» DATA FOR THIS TASK:
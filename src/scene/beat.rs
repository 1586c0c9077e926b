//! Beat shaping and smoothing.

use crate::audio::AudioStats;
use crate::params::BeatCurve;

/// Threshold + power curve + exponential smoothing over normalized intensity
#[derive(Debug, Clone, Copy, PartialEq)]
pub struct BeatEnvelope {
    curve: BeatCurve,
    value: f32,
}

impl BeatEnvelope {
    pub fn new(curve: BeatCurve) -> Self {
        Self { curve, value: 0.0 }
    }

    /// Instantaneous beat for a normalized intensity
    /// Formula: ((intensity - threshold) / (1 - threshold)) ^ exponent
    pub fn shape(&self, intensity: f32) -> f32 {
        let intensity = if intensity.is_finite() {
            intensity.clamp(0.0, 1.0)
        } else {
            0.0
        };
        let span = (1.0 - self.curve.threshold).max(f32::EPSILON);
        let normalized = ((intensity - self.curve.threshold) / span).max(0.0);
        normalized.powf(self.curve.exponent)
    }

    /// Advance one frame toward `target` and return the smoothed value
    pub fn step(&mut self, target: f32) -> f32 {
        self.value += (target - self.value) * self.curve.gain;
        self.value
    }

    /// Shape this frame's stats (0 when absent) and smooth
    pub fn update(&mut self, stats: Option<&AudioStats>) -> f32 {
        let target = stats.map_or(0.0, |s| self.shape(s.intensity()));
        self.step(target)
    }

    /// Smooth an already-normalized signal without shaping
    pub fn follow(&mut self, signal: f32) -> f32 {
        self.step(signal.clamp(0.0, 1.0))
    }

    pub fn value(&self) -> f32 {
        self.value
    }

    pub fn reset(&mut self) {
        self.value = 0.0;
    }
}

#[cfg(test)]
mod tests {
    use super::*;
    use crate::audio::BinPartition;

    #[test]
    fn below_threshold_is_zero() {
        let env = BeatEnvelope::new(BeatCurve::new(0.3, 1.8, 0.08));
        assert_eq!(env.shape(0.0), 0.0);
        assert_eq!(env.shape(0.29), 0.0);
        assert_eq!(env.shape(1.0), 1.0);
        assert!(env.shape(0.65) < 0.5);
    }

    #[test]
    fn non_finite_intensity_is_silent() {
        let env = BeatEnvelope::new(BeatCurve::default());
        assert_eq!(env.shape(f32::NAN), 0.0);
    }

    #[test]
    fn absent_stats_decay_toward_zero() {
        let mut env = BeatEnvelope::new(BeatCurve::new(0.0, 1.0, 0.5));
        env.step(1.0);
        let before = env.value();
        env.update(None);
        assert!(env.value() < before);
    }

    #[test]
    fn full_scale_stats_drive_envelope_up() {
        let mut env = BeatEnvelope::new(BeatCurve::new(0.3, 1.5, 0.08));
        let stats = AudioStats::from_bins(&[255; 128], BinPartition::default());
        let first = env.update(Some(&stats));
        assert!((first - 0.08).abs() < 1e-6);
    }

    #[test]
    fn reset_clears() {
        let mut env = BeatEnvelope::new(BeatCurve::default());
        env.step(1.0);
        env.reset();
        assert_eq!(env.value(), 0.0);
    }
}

==

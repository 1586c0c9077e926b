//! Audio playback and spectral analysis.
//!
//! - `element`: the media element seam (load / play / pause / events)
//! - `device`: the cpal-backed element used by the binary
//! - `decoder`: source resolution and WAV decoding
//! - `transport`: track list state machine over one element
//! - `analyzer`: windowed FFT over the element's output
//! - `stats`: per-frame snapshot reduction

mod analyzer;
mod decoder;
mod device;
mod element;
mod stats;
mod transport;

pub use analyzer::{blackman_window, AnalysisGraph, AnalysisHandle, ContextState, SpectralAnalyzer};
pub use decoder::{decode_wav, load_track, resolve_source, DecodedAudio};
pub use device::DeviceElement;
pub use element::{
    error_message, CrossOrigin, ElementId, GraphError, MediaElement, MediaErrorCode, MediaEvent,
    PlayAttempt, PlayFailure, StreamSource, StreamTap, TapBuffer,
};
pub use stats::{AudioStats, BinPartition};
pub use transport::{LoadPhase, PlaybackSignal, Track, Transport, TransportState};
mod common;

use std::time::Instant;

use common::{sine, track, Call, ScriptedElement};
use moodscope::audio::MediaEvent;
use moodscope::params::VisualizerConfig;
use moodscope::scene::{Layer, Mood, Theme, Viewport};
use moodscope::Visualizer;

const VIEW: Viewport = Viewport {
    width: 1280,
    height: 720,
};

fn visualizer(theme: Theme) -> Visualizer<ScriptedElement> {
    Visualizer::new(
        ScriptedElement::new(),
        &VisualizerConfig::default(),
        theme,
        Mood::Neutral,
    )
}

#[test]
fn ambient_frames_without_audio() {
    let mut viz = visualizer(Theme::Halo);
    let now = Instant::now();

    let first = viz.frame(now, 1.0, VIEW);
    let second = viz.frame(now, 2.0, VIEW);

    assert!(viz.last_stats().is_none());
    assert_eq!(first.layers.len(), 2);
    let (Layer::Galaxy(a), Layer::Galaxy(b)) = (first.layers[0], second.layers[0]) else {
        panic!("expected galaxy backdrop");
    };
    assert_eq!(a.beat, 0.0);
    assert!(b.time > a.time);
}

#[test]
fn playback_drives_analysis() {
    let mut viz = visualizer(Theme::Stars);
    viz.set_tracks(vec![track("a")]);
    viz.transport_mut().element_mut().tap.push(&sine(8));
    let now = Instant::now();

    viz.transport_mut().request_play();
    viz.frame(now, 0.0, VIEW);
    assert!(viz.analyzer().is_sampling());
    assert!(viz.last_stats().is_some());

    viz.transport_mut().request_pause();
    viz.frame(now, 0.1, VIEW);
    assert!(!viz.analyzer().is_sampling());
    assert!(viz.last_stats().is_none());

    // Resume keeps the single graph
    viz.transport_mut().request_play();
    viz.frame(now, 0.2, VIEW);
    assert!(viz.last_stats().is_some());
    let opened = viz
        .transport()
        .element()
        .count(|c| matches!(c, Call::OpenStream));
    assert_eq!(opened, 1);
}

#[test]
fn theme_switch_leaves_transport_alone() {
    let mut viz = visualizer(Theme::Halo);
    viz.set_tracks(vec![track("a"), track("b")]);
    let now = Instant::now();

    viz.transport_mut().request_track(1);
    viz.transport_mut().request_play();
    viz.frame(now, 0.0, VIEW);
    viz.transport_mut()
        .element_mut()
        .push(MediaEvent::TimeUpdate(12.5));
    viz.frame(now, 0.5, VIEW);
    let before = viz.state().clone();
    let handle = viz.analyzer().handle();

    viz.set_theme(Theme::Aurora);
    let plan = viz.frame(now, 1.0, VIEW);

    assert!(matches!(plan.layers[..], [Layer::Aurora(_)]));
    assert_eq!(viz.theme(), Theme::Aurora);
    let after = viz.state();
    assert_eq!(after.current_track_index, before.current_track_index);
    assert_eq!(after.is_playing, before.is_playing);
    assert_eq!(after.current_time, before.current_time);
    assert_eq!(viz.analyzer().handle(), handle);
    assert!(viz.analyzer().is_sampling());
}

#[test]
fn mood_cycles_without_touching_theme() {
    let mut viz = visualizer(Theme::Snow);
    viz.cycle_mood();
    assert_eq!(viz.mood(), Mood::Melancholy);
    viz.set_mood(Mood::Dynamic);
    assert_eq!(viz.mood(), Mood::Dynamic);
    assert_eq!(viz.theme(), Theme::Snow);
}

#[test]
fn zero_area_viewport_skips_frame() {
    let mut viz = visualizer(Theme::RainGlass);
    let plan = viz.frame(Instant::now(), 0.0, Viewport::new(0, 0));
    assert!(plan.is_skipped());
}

» EXERCISE OBJECTIVE:
Look over the listing. Pull out every line with the string "matches" in it.

» REPLY:
        .count(|c| matches!(c, Call::OpenStream));
    assert!(matches!(plan.layers[..], [Layer::Aurora(_)]));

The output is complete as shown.